- What to work on
Find every line in the records below that contains "build", and copy it.

- Records to process
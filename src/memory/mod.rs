/*
 * FreeRTOS Kernel <DEVELOPMENT BRANCH>
 * Copyright (C) 2021 Amazon.com, Inc. or its affiliates. All Rights Reserved.
 *
 * SPDX-License-Identifier: MIT
 *
 * [AMENDMENT] This module provides memory allocation for task stacks and
 * control blocks. The allocator is chosen by the application when the
 * scheduler is built:
 *
 * - `GlobalStacks`: wrap Rust's #[global_allocator]
 * - `BoundedStacks`: the global allocator behind a fixed byte budget, with
 *   free space statistics
 */

//! Memory Allocation
//!
//! The kernel asks a [`StackAllocator`] for stack words and charges it for
//! every task control block. Static tasks bypass the allocator for their stack
//! but are still charged for the control block.
//!
//! | Allocator | Use Case |
//! |-----------|----------|
//! | [`GlobalStacks`] | An existing `#[global_allocator]`, no budget |
//! | [`BoundedStacks`] | Deterministic budget, like `TOTAL_HEAP_SIZE` |

use crate::types::*;
use alloc::boxed::Box;
use alloc::vec::Vec;
use core::mem::size_of;

// =============================================================================
// Heap Statistics (common to all implementations)
// =============================================================================

/// Heap statistics
#[derive(Debug, Clone, Copy, Default, PartialEq, Eq)]
pub struct HeapStats {
    /// Bytes still available, `usize::MAX` when unbounded.
    pub available_bytes: usize,
    /// Lowest value `available_bytes` has reached.
    pub minimum_ever_free_bytes: usize,
    /// Number of successful allocations
    pub successful_allocations: usize,
    /// Number of successful frees
    pub successful_frees: usize,
}

/// Source of task stacks and control block storage.
pub trait StackAllocator: Send {
    /// Allocate a stack of `words` words.
    fn allocate_stack(&mut self, words: usize) -> Result<Box<[StackWord]>, TaskError>;

    /// Give back a stack obtained from [`StackAllocator::allocate_stack`].
    fn release_stack(&mut self, stack: Box<[StackWord]>);

    /// Charge `bytes` for a task control block.
    fn claim_control_block(&mut self, bytes: usize) -> Result<(), TaskError>;

    /// Refund a charge made by [`StackAllocator::claim_control_block`].
    fn release_control_block(&mut self, bytes: usize);

    fn stats(&self) -> HeapStats;
}

fn allocate_words(words: usize) -> Result<Box<[StackWord]>, TaskError> {
    let mut stack: Vec<StackWord> = Vec::new();
    stack
        .try_reserve_exact(words)
        .map_err(|_| TaskError::AllocationFailure)?;
    stack.resize(words, 0);
    Ok(stack.into_boxed_slice())
}

// =============================================================================
// Global allocator
// =============================================================================

/// Stacks straight from the global allocator.
#[derive(Debug, Default)]
pub struct GlobalStacks {
    allocations: usize,
    frees: usize,
}

impl GlobalStacks {
    pub const fn new() -> Self {
        GlobalStacks {
            allocations: 0,
            frees: 0,
        }
    }
}

impl StackAllocator for GlobalStacks {
    fn allocate_stack(&mut self, words: usize) -> Result<Box<[StackWord]>, TaskError> {
        let stack = allocate_words(words)?;
        self.allocations += 1;
        Ok(stack)
    }

    fn release_stack(&mut self, stack: Box<[StackWord]>) {
        drop(stack);
        self.frees += 1;
    }

    fn claim_control_block(&mut self, _bytes: usize) -> Result<(), TaskError> {
        self.allocations += 1;
        Ok(())
    }

    fn release_control_block(&mut self, _bytes: usize) {
        self.frees += 1;
    }

    fn stats(&self) -> HeapStats {
        HeapStats {
            available_bytes: usize::MAX,
            minimum_ever_free_bytes: usize::MAX,
            successful_allocations: self.allocations,
            successful_frees: self.frees,
        }
    }
}

// =============================================================================
// Bounded allocator
// =============================================================================

/// Stacks from the global allocator, limited to a byte budget.
#[derive(Debug)]
pub struct BoundedStacks {
    capacity: usize,
    free: usize,
    minimum_ever_free: usize,
    allocations: usize,
    frees: usize,
}

impl BoundedStacks {
    pub const fn new(capacity: usize) -> Self {
        BoundedStacks {
            capacity,
            free: capacity,
            minimum_ever_free: capacity,
            allocations: 0,
            frees: 0,
        }
    }

    pub fn capacity(&self) -> usize {
        self.capacity
    }

    fn charge(&mut self, bytes: usize) -> Result<(), TaskError> {
        if bytes > self.free {
            return Err(TaskError::AllocationFailure);
        }
        self.free -= bytes;
        self.minimum_ever_free = self.minimum_ever_free.min(self.free);
        self.allocations += 1;
        Ok(())
    }

    fn refund(&mut self, bytes: usize) {
        self.free = (self.free + bytes).min(self.capacity);
        self.frees += 1;
    }
}

impl Default for BoundedStacks {
    fn default() -> Self {
        BoundedStacks::new(crate::config::TOTAL_HEAP_SIZE)
    }
}

impl StackAllocator for BoundedStacks {
    fn allocate_stack(&mut self, words: usize) -> Result<Box<[StackWord]>, TaskError> {
        let bytes = words
            .checked_mul(size_of::<StackWord>())
            .ok_or(TaskError::AllocationFailure)?;
        self.charge(bytes)?;
        match allocate_words(words) {
            Ok(stack) => Ok(stack),
            Err(e) => {
                self.free += bytes;
                self.allocations -= 1;
                Err(e)
            }
        }
    }

    fn release_stack(&mut self, stack: Box<[StackWord]>) {
        let bytes = stack.len() * size_of::<StackWord>();
        drop(stack);
        self.refund(bytes);
    }

    fn claim_control_block(&mut self, bytes: usize) -> Result<(), TaskError> {
        self.charge(bytes)
    }

    fn release_control_block(&mut self, bytes: usize) {
        self.refund(bytes);
    }

    fn stats(&self) -> HeapStats {
        HeapStats {
            available_bytes: self.free,
            minimum_ever_free_bytes: self.minimum_ever_free,
            successful_allocations: self.allocations,
            successful_frees: self.frees,
        }
    }
}
/*
 * FreeRTOS Kernel <DEVELOPMENT BRANCH>
 * Copyright (C) 2021 Amazon.com, Inc. or its affiliates. All Rights Reserved.
 *
 * SPDX-License-Identifier: MIT
 *
 * [AMENDMENT] This module is the Rust equivalent of FreeRTOSConfig.h.
 * Configuration is done via:
 * - Cargo features for capability toggles
 * - Constants in this module for numeric values
 */

//! Kernel Configuration
//!
//! Numeric limits are plain constants. Capability toggles come from Cargo
//! features and are gathered in [`CONFIG`] so kernel code can branch on them
//! with ordinary `if` statements; fields that change the task layout are
//! additionally gated with `#[cfg]`.

use crate::types::*;
use static_assertions::const_assert;

// =============================================================================
// Scheduler Configuration
// =============================================================================

/// Number of priority levels. Priorities run from 0 to `MAX_PRIORITIES - 1`.
pub const MAX_PRIORITIES: usize = 16;

/// Stack size for the idle task when the port does not ask for more (words).
pub const MINIMAL_STACK_SIZE: usize = 128;

/// Tick rate in Hz
pub const TICK_RATE_HZ: u32 = 1000;

/// Maximum length of task names, including the terminator slot.
pub const MAX_TASK_NAME_LEN: usize = 16;

/// Initial tick count value
pub const INITIAL_TICK_COUNT: Tick = 0;

/// Idle task priority (always lowest)
pub const IDLE_PRIORITY: Priority = 0;

/// Name given to the idle task.
pub const IDLE_TASK_NAME: &str = "IDLE";

// =============================================================================
// Memory Allocation
// =============================================================================

/// Byte budget of [`crate::memory::BoundedStacks`].
pub const TOTAL_HEAP_SIZE: usize = 16 * 1024;

// =============================================================================
// Optional Features
// =============================================================================

/// Number of notification slots per task.
pub const TASK_NOTIFICATION_ARRAY_ENTRIES: usize = 2;

/// Number of thread local storage slots per task.
#[cfg(feature = "thread-local-storage")]
pub const NUM_THREAD_LOCAL_STORAGE_POINTERS: usize = 5;
#[cfg(not(feature = "thread-local-storage"))]
pub const NUM_THREAD_LOCAL_STORAGE_POINTERS: usize = 0;

// =============================================================================
// Stack Checking
// =============================================================================

/// Byte value used to fill task stacks for high water mark detection.
pub const STACK_FILL_BYTE: u8 = 0xA5;

/// Byte value of the guard words placed beyond the working region.
pub const STACK_GUARD_BYTE: u8 = 0x5A;

/// Number of guard words at the far boundary of every stack.
pub const STACK_GUARD_WORDS: usize = 4;

/// Stack overflow checking level.
#[derive(Debug, Clone, Copy, PartialEq, Eq)]
pub enum StackOverflowCheck {
    /// No checks at context switch.
    Disabled,
    /// Saved stack pointer must lie inside the working region.
    Pointer,
    /// Pointer check plus the guard words must be intact.
    PointerAndGuard,
}

#[cfg(all(
    feature = "stack-overflow-check",
    not(feature = "stack-overflow-check-pointer")
))]
pub const CHECK_FOR_STACK_OVERFLOW: StackOverflowCheck = StackOverflowCheck::PointerAndGuard;
#[cfg(feature = "stack-overflow-check-pointer")]
pub const CHECK_FOR_STACK_OVERFLOW: StackOverflowCheck = StackOverflowCheck::Pointer;
#[cfg(not(feature = "stack-overflow-check"))]
pub const CHECK_FOR_STACK_OVERFLOW: StackOverflowCheck = StackOverflowCheck::Disabled;

// =============================================================================
// Collected Configuration
// =============================================================================

/// The build-time configuration as one value.
#[derive(Debug, Clone, Copy, PartialEq, Eq)]
pub struct KernelConfig {
    pub max_priorities: usize,
    pub use_preemption: bool,
    pub use_time_slicing: bool,
    pub use_mutexes: bool,
    pub use_task_notifications: bool,
    pub support_static_allocation: bool,
    pub abort_delay: bool,
    pub generate_run_time_stats: bool,
    pub use_trace_facility: bool,
    pub use_application_task_tag: bool,
    pub critical_nesting_in_tcb: bool,
    pub list_data_integrity_check: bool,
    pub check_for_stack_overflow: StackOverflowCheck,
    pub notification_array_entries: usize,
    pub thread_local_storage_pointers: usize,
}

/// Configuration selected by this build.
pub const CONFIG: KernelConfig = KernelConfig {
    max_priorities: MAX_PRIORITIES,
    use_preemption: cfg!(feature = "preemption"),
    use_time_slicing: cfg!(feature = "time-slicing"),
    use_mutexes: cfg!(feature = "use-mutexes"),
    use_task_notifications: cfg!(feature = "task-notifications"),
    support_static_allocation: cfg!(feature = "static-allocation"),
    abort_delay: cfg!(feature = "abort-delay"),
    generate_run_time_stats: cfg!(feature = "generate-run-time-stats"),
    use_trace_facility: cfg!(feature = "trace-facility"),
    use_application_task_tag: cfg!(feature = "application-task-tag"),
    critical_nesting_in_tcb: cfg!(feature = "critical-nesting-in-tcb"),
    list_data_integrity_check: cfg!(feature = "list-data-integrity-check"),
    check_for_stack_overflow: CHECK_FOR_STACK_OVERFLOW,
    notification_array_entries: TASK_NOTIFICATION_ARRAY_ENTRIES,
    thread_local_storage_pointers: NUM_THREAD_LOCAL_STORAGE_POINTERS,
};

// The ready index is a single 32-bit word.
const_assert!(MAX_PRIORITIES >= 2 && MAX_PRIORITIES <= 32);
const_assert!(MAX_TASK_NAME_LEN >= 2);
const_assert!(TASK_NOTIFICATION_ARRAY_ENTRIES >= 1);
const_assert!(STACK_GUARD_WORDS >= 1);
const_assert!(STACK_FILL_BYTE != STACK_GUARD_BYTE);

- Task answer
/// The build-time configuration as one value.
/// Configuration selected by this build.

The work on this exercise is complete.